Markets reacted unfavourably to the Fed’s decision to reinvest MBS proceeds into debt markets in a bid to reinvigorate the US economy. It is at best an appeasement, at worst an out of touch attempt to solve the problem; a leach in the age of keyhole surgery.
Risky assets, including the dollar, were well bid throughout the trading session with the Yen pushing to 15 year highs against the greenback. The JPY is a classic risk barometer and to have it at such extended levels is a testament to exactly how scared investors are at the moment.

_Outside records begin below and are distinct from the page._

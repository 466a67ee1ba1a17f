//! `LandKeeper` — the single-writer tick-loop scheduler.

pub mod context;
pub mod keeper;
mod queue;

use std::collections::HashMap;
use std::sync::Arc;
use std::time::Duration;

use serde_json::Value as Json;

use crate::error::ConfigError;
use crate::land::context::LandContext;
use crate::resolver::RegisteredResolver;
use crate::sync::StateNode;

pub use context::ServiceRegistry;
pub use keeper::{ActionError, LandKeeper, Mode};
pub use queue::{QueuedAction, QueuedClientEvent};

/// Gate on the unbounded action queue. Runs before the resolver phase, so a
/// rejected action never touches state or triggers a resolver lookup.
pub trait AdmissionHook: Send + Sync + 'static {
    fn admit(&self, type_identifier: &str, payload: &Json) -> bool;
}

/// Accepts everything — the default when no hook is installed.
pub struct AllowAll;

impl AdmissionHook for AllowAll {
    fn admit(&self, _type_identifier: &str, _payload: &Json) -> bool {
        true
    }
}

type ActionHandlerFn<S> = Arc<dyn Fn(&mut LandContext<S>, &mut S, Json) -> Result<Json, String> + Send + Sync>;
type ClientEventHandlerFn<S> = Arc<dyn Fn(&mut LandContext<S>, &mut S, Json) + Send + Sync>;
type TickHandlerFn<S> = Arc<dyn Fn(&mut LandContext<S>, &mut S) + Send + Sync>;

pub struct ActionRegistration<S> {
    pub(crate) handler: ActionHandlerFn<S>,
    pub(crate) resolvers: Vec<RegisteredResolver<S>>,
}

pub struct ClientEventRegistration<S> {
    pub(crate) handler: ClientEventHandlerFn<S>,
}

/// The rule set/allowed-events/tick-interval a `Land` is bound to. Built
/// once, then shared (read-only) across every `LandKeeper` instance of this
/// type via `Arc`.
pub struct LandDefinition<S> {
    pub land_type: &'static str,
    pub land_definition_id: String,
    pub rule_variant_id: Option<String>,
    pub(crate) tick_interval: Option<Duration>,
    pub(crate) actions: HashMap<String, ActionRegistration<S>>,
    pub(crate) client_events: HashMap<String, ClientEventRegistration<S>>,
    pub(crate) tick_handler: Option<TickHandlerFn<S>>,
}

impl<S: StateNode + 'static> LandDefinition<S> {
    pub fn builder(land_type: &'static str, land_definition_id: impl Into<String>) -> LandDefinitionBuilder<S> {
        LandDefinitionBuilder {
            land_type,
            land_definition_id: land_definition_id.into(),
            rule_variant_id: None,
            tick_interval: None,
            actions: HashMap::new(),
            client_events: HashMap::new(),
            tick_handler: None,
        }
    }
}

pub struct LandDefinitionBuilder<S> {
    land_type: &'static str,
    land_definition_id: String,
    rule_variant_id: Option<String>,
    tick_interval: Option<Duration>,
    actions: HashMap<String, ActionRegistration<S>>,
    client_events: HashMap<String, ClientEventRegistration<S>>,
    tick_handler: Option<TickHandlerFn<S>>,
}

impl<S: StateNode + 'static> LandDefinitionBuilder<S> {
    pub fn tick_interval(mut self, interval: Duration) -> Self {
        self.tick_interval = Some(interval);
        self
    }

    /// Convenience over [`tick_interval`](Self::tick_interval) for callers
    /// that load their tick timing from a deserialized
    /// [`crate::config::TickSettings`] rather than constructing a `Duration`
    /// by hand.
    pub fn tick_settings(self, settings: crate::config::TickSettings) -> Self {
        self.tick_interval(settings.tick_interval())
    }

    pub fn rule_variant_id(mut self, id: impl Into<String>) -> Self {
        self.rule_variant_id = Some(id.into());
        self
    }

    pub fn register_action(
        mut self,
        type_identifier: impl Into<String>,
        handler: impl Fn(&mut LandContext<S>, &mut S, Json) -> Result<Json, String> + Send + Sync + 'static,
        resolvers: Vec<RegisteredResolver<S>>,
    ) -> Self {
        self.actions.insert(
            type_identifier.into(),
            ActionRegistration { handler: Arc::new(handler), resolvers },
        );
        self
    }

    pub fn register_client_event(
        mut self,
        type_identifier: impl Into<String>,
        handler: impl Fn(&mut LandContext<S>, &mut S, Json) + Send + Sync + 'static,
    ) -> Self {
        self.client_events
            .insert(type_identifier.into(), ClientEventRegistration { handler: Arc::new(handler) });
        self
    }

    pub fn tick_handler(mut self, handler: impl Fn(&mut LandContext<S>, &mut S) + Send + Sync + 'static) -> Self {
        self.tick_handler = Some(Arc::new(handler));
        self
    }

    /// Rejects a tick handler paired with no (or a zero) tick interval.
    pub fn build(self) -> Result<LandDefinition<S>, ConfigError> {
        if self.tick_handler.is_some() {
            match self.tick_interval {
                Some(d) if !d.is_zero() => {}
                _ => return Err(ConfigError::ZeroTickInterval),
            }
        }
        Ok(LandDefinition {
            land_type: self.land_type,
            land_definition_id: self.land_definition_id,
            rule_variant_id: self.rule_variant_id,
            tick_interval: self.tick_interval,
            actions: self.actions,
            client_events: self.client_events,
            tick_handler: self.tick_handler,
        })
    }
}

Sterling too hid the skids yesterday as Mervyn King did what he does best and gave a downbeat assessment of the near term prospects. Growth was downgraded and inflation is expected below target in 2012. This hampered sterling as one might expect (low inflation leads to low interest rates and makes sterling a less attractive currency pair to invest in) and it slid lower against its competitors. All except the euro, which is stilled a viewed, and rightly so, as a very risky asset. EUR/USD had its largest fall since May while GBPEUR surged back into the 1.21s.
The overall feeling is that without a prosperous earnings season acting as a decoy then investors are focusing on the harsh reality of the global economy.
Matters were not helped by US trade data that showed the largest trade deficit since June 2008 so while US consumers are still spending they are sending that money abroad, not what the US wanted at all.
Data to focus on today is all US centric that will only add to the dollar volatility. We start with Initial Jobless Claims at 13.30 which pushed higher towards 490k last week but is expected to moderate lower this time around while continuing claims should stay at around 4.5m people.